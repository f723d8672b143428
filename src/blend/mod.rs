//! Gamma-correct source-over compositing of coverage tiles
//!
//! Compositor blends a [`Paint`] through a coverage tile onto a destination
//! image stored in some [`PixelLayout`]. Blending happens in linear light using
//! immutable lookup [`Tables`], optionally adjusting coverage to compensate for
//! the perceived thinning of dark shapes over light backgrounds (contrast fix)
//! and preserving perceptual lightness of the result (lum fix).
mod exact;
mod fast;
mod kernel;
mod layout;
mod legacy;
mod standard;

pub use kernel::{decode, lerp, lightness, source_over, source_over_encoded, Source, Target};
pub use layout::{
    packed_pixels_mut, Argb8, Bgra8, IntArgb, IntRgba, PixelLayout, Rgb8, Rgba8,
};

use self::{exact::ExactBlender, fast::FastBlender, legacy::LegacyBlender, standard::StandardBlender};
use crate::{
    config::{config, BlendTier, Config, GammaMode, LumaMode},
    contrast::{ContrastTable, FAST_BUCKETS, STANDARD_BUCKETS},
    gamma::TransferTable,
    utils::mul_u8,
    Image, ImageMut, ImageRef, RGBA,
};
use std::{
    fmt,
    sync::{Arc, OnceLock},
};

/// Lookup tables shared by all compositors
///
/// Gamma and luma tables are built eagerly, contrast tables on first use.
pub struct Tables {
    gamma: TransferTable,
    luma: TransferTable,
    contrast: f64,
    standard: OnceLock<ContrastTable>,
    fast: OnceLock<ContrastTable>,
}

impl Tables {
    pub fn new(gamma: GammaMode, luma: LumaMode, contrast: f64) -> Self {
        let _span = tracing::debug_span!("tables").entered();
        Self {
            gamma: TransferTable::gamma(gamma),
            luma: TransferTable::luma(luma),
            contrast: contrast.clamp(0.0, 1.0),
            standard: OnceLock::new(),
            fast: OnceLock::new(),
        }
    }

    pub fn from_config(config: &Config) -> Self {
        Self::new(config.gamma, config.luma, config.contrast)
    }

    /// Process wide tables built from [`config()`]
    pub fn global() -> Arc<Self> {
        static TABLES: OnceLock<Arc<Tables>> = OnceLock::new();
        TABLES
            .get_or_init(|| Arc::new(Tables::from_config(config())))
            .clone()
    }

    pub fn gamma(&self) -> &TransferTable {
        &self.gamma
    }

    pub fn luma(&self) -> &TransferTable {
        &self.luma
    }

    /// Strength of contrast correction
    pub fn contrast(&self) -> f64 {
        self.contrast
    }

    pub fn standard(&self) -> &ContrastTable {
        self.standard
            .get_or_init(|| ContrastTable::new(&self.luma, self.contrast, STANDARD_BUCKETS))
    }

    pub fn fast(&self) -> &ContrastTable {
        self.fast
            .get_or_init(|| ContrastTable::new(&self.luma, self.contrast, FAST_BUCKETS))
    }
}

impl fmt::Debug for Tables {
    fn fmt(&self, f: &mut fmt::Formatter<'_>) -> fmt::Result {
        f.debug_struct("Tables")
            .field("gamma", &self.gamma)
            .field("luma", &self.luma)
            .field("contrast", &self.contrast)
            .finish()
    }
}

/// Blending implementation actually used for a paint
#[derive(Debug, Clone, Copy, PartialEq, Eq, Hash)]
pub enum Tier {
    Exact,
    Standard,
    Fast,
    Legacy,
}

/// Layout agnostic compositor settings
#[derive(Debug, Clone, Copy, PartialEq, Eq)]
pub struct BlendSettings {
    pub tier: BlendTier,
    pub gamma_correct: bool,
    pub contrast_fix: bool,
    pub lum_fix: bool,
    pub legacy_blend: bool,
}

impl Default for BlendSettings {
    fn default() -> Self {
        Self::from_config(&Config::default())
    }
}

impl BlendSettings {
    pub fn from_config(config: &Config) -> Self {
        Self {
            tier: config.blend_tier,
            gamma_correct: config.gamma_correct,
            contrast_fix: config.contrast_fix,
            lum_fix: config.lum_fix,
            legacy_blend: config.legacy_blend,
        }
    }

    /// Tier used to blend paint, `solid` is whether paint is a constant color
    pub fn tier_for(&self, solid: bool) -> Tier {
        if self.legacy_blend || !self.gamma_correct {
            return Tier::Legacy;
        }
        match self.tier {
            BlendTier::Exact => Tier::Exact,
            BlendTier::Standard => Tier::Standard,
            BlendTier::Fast if solid => Tier::Fast,
            BlendTier::Fast => Tier::Standard,
        }
    }
}

/// What is being painted
#[derive(Clone)]
pub enum Paint<'a> {
    /// Constant color
    Solid(RGBA),
    /// Per-pixel colors, aligned with the destination image
    Image(ImageRef<'a, RGBA>),
}

impl Paint<'_> {
    pub fn is_solid(&self) -> bool {
        matches!(self, Paint::Solid(_))
    }
}

impl fmt::Debug for Paint<'_> {
    fn fmt(&self, f: &mut fmt::Formatter<'_>) -> fmt::Result {
        match self {
            Paint::Solid(color) => f.debug_tuple("Solid").field(color).finish(),
            Paint::Image(image) => f.debug_tuple("Image").field(&image.shape()).finish(),
        }
    }
}

impl From<RGBA> for Paint<'_> {
    fn from(color: RGBA) -> Self {
        Paint::Solid(color)
    }
}

/// Coverage of a tile positioned in destination pixel coordinates
#[derive(Debug, Clone, Copy)]
pub struct CoverageTile<'a> {
    pub x: i32,
    pub y: i32,
    pub width: usize,
    pub height: usize,
    /// Row `r` of coverage starts at `r * stride`
    pub alpha: &'a [u8],
    pub stride: usize,
}

impl<'a> CoverageTile<'a> {
    pub fn new(x: i32, y: i32, width: usize, height: usize, alpha: &'a [u8]) -> Self {
        Self {
            x,
            y,
            width,
            height,
            alpha,
            stride: width,
        }
    }
}

#[derive(Debug, Clone)]
pub struct Compositor {
    settings: BlendSettings,
    tables: Arc<Tables>,
}

impl Default for Compositor {
    fn default() -> Self {
        Self::from_config()
    }
}

impl Compositor {
    pub fn new(settings: BlendSettings, tables: Arc<Tables>) -> Self {
        Self { settings, tables }
    }

    /// Compositor configured from process wide configuration
    pub fn from_config() -> Self {
        Self::new(BlendSettings::from_config(config()), Tables::global())
    }

    pub fn settings(&self) -> &BlendSettings {
        &self.settings
    }

    pub fn tables(&self) -> &Arc<Tables> {
        &self.tables
    }

    /// Blending context for the paint, reuse it across tiles of the same fill
    pub fn context<'a>(&'a self, paint: Paint<'a>) -> BlendContext<'a> {
        let tables = &*self.tables;
        let tier = self.settings.tier_for(paint.is_solid());
        let contrast_on = self.settings.contrast_fix && tables.contrast() > 0.0;
        let solid = match &paint {
            Paint::Solid(color) => Some(Source::new(tables, *color)),
            Paint::Image(_) => None,
        };
        let lum_fix = self.settings.lum_fix;
        let blender = match tier {
            Tier::Exact => {
                let strength = if contrast_on { tables.contrast() } else { 0.0 };
                Blender::Exact(ExactBlender::new(tables, strength, lum_fix))
            }
            Tier::Standard => Blender::Standard(StandardBlender::new(
                tables,
                contrast_on.then(|| tables.standard()),
                lum_fix,
            )),
            Tier::Fast => match solid.as_ref() {
                Some(src) => Blender::Fast(FastBlender::new(
                    tables,
                    src,
                    contrast_on.then(|| tables.fast()),
                    lum_fix,
                )),
                None => Blender::Standard(StandardBlender::new(
                    tables,
                    contrast_on.then(|| tables.standard()),
                    lum_fix,
                )),
            },
            Tier::Legacy => Blender::Legacy(LegacyBlender),
        };
        tracing::trace!("[blend] context {:?} {:?}", tier, paint);
        BlendContext {
            tables,
            paint,
            solid,
            tier,
            blender,
        }
    }

    /// Composite a single tile, see [`BlendContext::composite_tile`]
    pub fn composite_tile<L, I>(
        &self,
        paint: Paint<'_>,
        dst: &mut I,
        tile: &CoverageTile<'_>,
        extra_alpha: u8,
    ) where
        L: PixelLayout,
        I: ImageMut<Pixel = L::Unit> + ?Sized,
    {
        self.context(paint).composite_tile::<L, I>(dst, tile, extra_alpha)
    }
}

#[derive(Debug)]
enum Blender<'a> {
    Exact(ExactBlender<'a>),
    Standard(StandardBlender<'a>),
    Fast(FastBlender<'a>),
    Legacy(LegacyBlender),
}

impl Blender<'_> {
    #[inline]
    fn blend(&mut self, src: &Source, dst: RGBA, coverage: u8) -> RGBA {
        match self {
            Blender::Exact(blender) => blender.blend(src, dst, coverage),
            Blender::Standard(blender) => blender.blend(src, dst, coverage),
            Blender::Fast(blender) => blender.blend(src, dst, coverage),
            Blender::Legacy(blender) => blender.blend(src.color, dst, coverage),
        }
    }
}

/// Paint bound to a blending tier
#[derive(Debug)]
pub struct BlendContext<'a> {
    tables: &'a Tables,
    paint: Paint<'a>,
    solid: Option<Source>,
    tier: Tier,
    blender: Blender<'a>,
}

impl BlendContext<'_> {
    pub fn tier(&self) -> Tier {
        self.tier
    }

    /// Pixels resolved from the cached result of the previous pixel, fast tier only
    pub fn cache_hits(&self) -> usize {
        match &self.blender {
            Blender::Fast(blender) => blender.hits(),
            _ => 0,
        }
    }

    /// Source pixel at destination position, `None` if paint does not cover it
    #[inline]
    fn source(&self, row: usize, col: usize) -> Option<Source> {
        match (&self.solid, &self.paint) {
            (Some(src), _) => Some(*src),
            (None, Paint::Image(image)) => {
                let color = *image.get(row, col)?;
                Some(Source::new(self.tables, color))
            }
            (None, Paint::Solid(color)) => Some(Source::new(self.tables, *color)),
        }
    }

    /// Blend paint through tile coverage onto destination
    ///
    /// Coverage is multiplied by `extra_alpha`. Pixels with zero coverage are
    /// never touched, opaque paint with full coverage is copied as is. Parts of the
    /// tile outside of the destination are ignored.
    pub fn composite_tile<L, I>(&mut self, dst: &mut I, tile: &CoverageTile<'_>, extra_alpha: u8)
    where
        L: PixelLayout,
        I: ImageMut<Pixel = L::Unit> + ?Sized,
    {
        if extra_alpha == 0 {
            return;
        }
        let shape = dst.shape();
        let data = dst.data_mut();
        for row in 0..tile.height {
            let y = tile.y + row as i32;
            if y < 0 || y as usize >= shape.height {
                continue;
            }
            let y = y as usize;
            let coverage = &tile.alpha[row * tile.stride..][..tile.width];
            for (col, alpha) in coverage.iter().enumerate() {
                if *alpha == 0 {
                    continue;
                }
                let x = tile.x + col as i32;
                if x < 0 || x as usize >= shape.width {
                    continue;
                }
                let x = x as usize;
                let coverage = mul_u8(*alpha as u32, extra_alpha as u32) as u8;
                if coverage == 0 {
                    continue;
                }
                let Some(src) = self.source(y, x) else {
                    continue;
                };
                let offset = shape.offset(y, x);
                let pixel = &mut data[offset..offset + L::UNITS];
                if coverage == 255 && src.color.is_opaque() {
                    L::store(pixel, src.color);
                    continue;
                }
                let color = self.blender.blend(&src, L::load(pixel), coverage);
                L::store(pixel, color);
            }
        }
    }
}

**What the task requires**
The reply should hold only the lines from the first line of the listing above through the line with "linear light using", each copied exactly.

**Completed task**
repository f723d8672b143428
filename src/blend/mod.rs
//! Gamma-correct source-over compositing of coverage tiles
//!
//! Compositor blends a [`Paint`] through a coverage tile onto a destination
//! image stored in some [`PixelLayout`]. Blending happens in linear light using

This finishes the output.